Le président du Syndicat national des Journalistes tunisiens (SNJT), Mahdi Jlassi a appelé, hier mardi 10 janvier 2023, lors d’une réunion, au siège du syndicat, le gouvernement à assumer ses responsabilités pour régler la situation des médias en crise, notamment, parmi les médias publics et ceux confisqués.
Jlassi a indiqué que des centaines de familles sont menacées et que des journalistes n’avaient pas perçu leurs salaires depuis plus d’un an alors que d’autres ne savent même pas quand est-ce qu’ils seront payés.
Dans ce contexte, il a cité l’exemple de la radio Shems Fm et du journal Dar Assabah, ainsi que du journal SNIPE – La Presse, qui sont tous des médias gérés par l’État, notant que ces médias passent par de grandes difficultés face à la nonchalance du gouvernement.

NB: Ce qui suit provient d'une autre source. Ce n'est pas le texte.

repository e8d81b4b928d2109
pub mod config;
pub mod data;
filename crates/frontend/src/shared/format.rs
//! Money formatting helpers. Prices are whole rubles.

/// "1250" -> "1 250 ₽"
pub fn format_price(rubles: i64) -> String {
    format!("{} ₽", format_thousands(rubles))
}

pub fn format_thousands(n: i64) -> String {
    let s = n.abs().to_string();
    let mut result = String::new();
    for (i, ch) in s.chars().rev().enumerate() {
        if i > 0 && i % 3 == 0 {
            result.push('\u{00a0}');
        }
        result.push(ch);
    }
    if n < 0 {
        result.push('-');
    }
    result.chars().rev().collect()
}

/// Average values from the dashboard come as floats; render without
/// trailing ",00" when the value is whole.
pub fn format_price_f64(rubles: f64) -> String {
    let rounded = (rubles * 100.0).round() / 100.0;
    if (rounded - rounded.trunc()).abs() < f64::EPSILON {
        format_price(rounded as i64)
    } else {
        format!("{} ₽", format!("{:.2}", rounded).replace('.', ","))
    }
}

#[cfg(test)]
mod tests {
    use super::*;

    #[test]
    fn thousands_are_separated_with_nbsp() {
        assert_eq!(format_thousands(999), "999");
        assert_eq!(format_thousands(1250), "1\u{00a0}250");
        assert_eq!(format_thousands(1_000_000), "1\u{00a0}000\u{00a0}000");
        assert_eq!(format_thousands(-1500), "-1\u{00a0}500");
    }

    #[test]
    fn whole_averages_drop_the_fraction() {
        assert_eq!(format_price_f64(285.0), "285 ₽");
        assert_eq!(format_price_f64(287.5), "287,50 ₽");
    }
}
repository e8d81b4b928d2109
use contracts::dashboards::d100_daily_summary::DailySummaryResponse;
use contracts::domain::a001_order::PaymentMethod;
use gloo_net::http::Request;

use crate::shared::api_utils::api_url;

/// Получить сводку за день, с необязательным фильтром по способу оплаты
pub async fn get_daily_summary(
    date: &str,
    payment_method: Option<PaymentMethod>,
) -> Result<DailySummaryResponse, String> {
    let mut url = api_url(&format!("/api/d100/daily-summary?date={}", date));
    if let Some(pm) = payment_method {
        url.push_str(&format!("&paymentMethod={}", pm.as_str()));
    }

    let response = Request::get(&url)
        .send()
        .await
        .map_err(|e| format!("Request failed: {}", e))?;

    if !response.ok() {
        return Err(format!("HTTP error: {}", response.status()));
    }

    response
        .json()
        .await
        .map_err(|e| format!("Failed to parse response: {}", e))
}
pub mod db;
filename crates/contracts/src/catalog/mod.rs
//! Static drink catalog
//!
//! The assortment is fixed and loaded from code; there is no admin UI and no
//! persistence for it. Prices are integer rubles.

use once_cell::sync::Lazy;
use serde::{Deserialize, Serialize};

/// How many options a modifier group allows
#[derive(Debug, Clone, Copy, PartialEq, Eq, Serialize, Deserialize)]
#[serde(rename_all = "lowercase")]
pub enum SelectionType {
    /// Exactly one option, defaults to the first item
    Single,
    /// Zero or more options
    Multiple,
}

#[derive(Debug, Clone, Serialize, Deserialize)]
pub struct Modifier {
    pub id: String,
    pub name: String,
    /// Price delta in rubles
    pub price: i64,
}

#[derive(Debug, Clone, Serialize, Deserialize)]
pub struct ModifierGroup {
    pub id: String,
    pub name: String,
    pub selection: SelectionType,
    pub items: Vec<Modifier>,
}

#[derive(Debug, Clone, Serialize, Deserialize)]
pub struct Drink {
    pub id: String,
    pub name: String,
    pub category: String,
    /// Base price in rubles
    pub price: i64,
    /// Preparation time in minutes
    #[serde(rename = "prepMinutes")]
    pub prep_minutes: i64,
    #[serde(rename = "modifierGroups")]
    pub modifier_groups: Vec<ModifierGroup>,
}

fn modifier(id: &str, name: &str, price: i64) -> Modifier {
    Modifier {
        id: id.to_string(),
        name: name.to_string(),
        price,
    }
}

fn milk_group() -> ModifierGroup {
    ModifierGroup {
        id: "milk".to_string(),
        name: "Молоко".to_string(),
        selection: SelectionType::Single,
        items: vec![
            modifier("whole-milk", "Обычное молоко", 0),
            modifier("oat-milk", "Овсяное молоко", 50),
            modifier("soy-milk", "Соевое молоко", 50),
            modifier("almond-milk", "Миндальное молоко", 60),
        ],
    }
}

fn syrup_group() -> ModifierGroup {
    ModifierGroup {
        id: "syrup".to_string(),
        name: "Сироп".to_string(),
        selection: SelectionType::Multiple,
        items: vec![
            modifier("no-syrup", "Без сиропа", 0),
            modifier("vanilla", "Ванильный", 40),
            modifier("caramel", "Карамельный", 40),
            modifier("hazelnut", "Ореховый", 40),
        ],
    }
}

fn extras_group() -> ModifierGroup {
    ModifierGroup {
        id: "extras".to_string(),
        name: "Добавки".to_string(),
        selection: SelectionType::Multiple,
        items: vec![
            modifier("extra-shot", "Доп. шот эспрессо", 70),
            modifier("cinnamon", "Корица", 20),
            modifier("whipped-cream", "Взбитые сливки", 60),
        ],
    }
}

fn drink(
    id: &str,
    name: &str,
    category: &str,
    price: i64,
    prep_minutes: i64,
    modifier_groups: Vec<ModifierGroup>,
) -> Drink {
    Drink {
        id: id.to_string(),
        name: name.to_string(),
        category: category.to_string(),
        price,
        prep_minutes,
        modifier_groups,
    }
}

static CATALOG: Lazy<Vec<Drink>> = Lazy::new(|| {
    vec![
        drink("cappuccino", "Капучино", "Кофе", 250, 3, vec![milk_group(), syrup_group(), extras_group()]),
        drink("latte", "Латте", "Кофе", 280, 4, vec![milk_group(), syrup_group(), extras_group()]),
        drink("espresso", "Эспрессо", "Кофе", 150, 2, vec![extras_group()]),
        drink("americano", "Американо", "Кофе", 180, 2, vec![extras_group()]),
        drink("mocha", "Мокка", "Кофе", 320, 5, vec![milk_group(), extras_group()]),
        drink("flat-white", "Флэт Уайт", "Кофе", 260, 3, vec![milk_group()]),
        drink("iced-coffee", "Холодный кофе", "Холодные напитки", 220, 3, vec![syrup_group()]),
        drink("herbal-tea", "Травяной чай", "Чай", 120, 2, vec![]),
        drink("black-tea", "Черный чай", "Чай", 120, 2, vec![]),
        drink("green-tea", "Зеленый чай", "Чай", 120, 2, vec![]),
    ]
});

/// The full assortment
pub fn catalog() -> &'static [Drink] {
    &CATALOG
}

pub fn find_drink(id: &str) -> Option<&'static Drink> {
    CATALOG.iter().find(|d| d.id == id)
}

/// Categories in catalog order, each with its drinks
pub fn categories() -> Vec<(String, Vec<&'static Drink>)> {
    let mut result: Vec<(String, Vec<&'static Drink>)> = Vec::new();
    for d in CATALOG.iter() {
        match result.iter_mut().find(|(c, _)| *c == d.category) {
            Some((_, drinks)) => drinks.push(d),
            None => result.push((d.category.clone(), vec![d])),
        }
    }
    result
}

#[cfg(test)]
mod tests {
    use super::*;

    #[test]
    fn drink_ids_are_unique() {
        let mut ids: Vec<&str> = catalog().iter().map(|d| d.id.as_str()).collect();
        ids.sort();
        ids.dedup();
        assert_eq!(ids.len(), catalog().len());
    }

    #[test]
    fn single_groups_have_items() {
        // A single-choice group defaults to its first item, so it must not be empty
        for d in catalog() {
            for g in &d.modifier_groups {
                if g.selection == SelectionType::Single {
                    assert!(!g.items.is_empty(), "empty single group {} in {}", g.id, d.id);
                }
            }
        }
    }

    #[test]
    fn categories_keep_catalog_order() {
        let cats = categories();
        let names: Vec<&str> = cats.iter().map(|(c, _)| c.as_str()).collect();
        assert_eq!(names, vec!["Кофе", "Холодные напитки", "Чай"]);
        assert_eq!(cats[0].1.len(), 6);
    }

    #[test]
    fn syrup_group_offers_an_explicit_no_syrup_option() {
        let latte = find_drink("latte").unwrap();
        let syrup = latte.modifier_groups.iter().find(|g| g.id == "syrup").unwrap();
        assert_eq!(syrup.selection, SelectionType::Multiple);
        let none = syrup.items.iter().find(|m| m.id == "no-syrup").unwrap();
        assert_eq!(none.price, 0);
    }

    #[test]
    fn find_drink_by_id() {
        assert_eq!(find_drink("latte").unwrap().price, 280);
        assert!(find_drink("unknown").is_none());
    }
}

D’autre part, le président du Syndicat national des Journalistes a souligné le danger que présentait le décret 54 en tant que menace de la liberté de presse et d’expression. « Nous sommes prêts à descendre dans la rue et à recourir à toute forme de militantisme. Nous sommes prêts à cela et nous n’avons pas peur. Pour éviter l’escalade, nous invitons le gouvernement à interagir positivement afin de parvenir à des solutions efficaces capables de résoudre les problèmes du secteur médiatique », a-t-il martelé.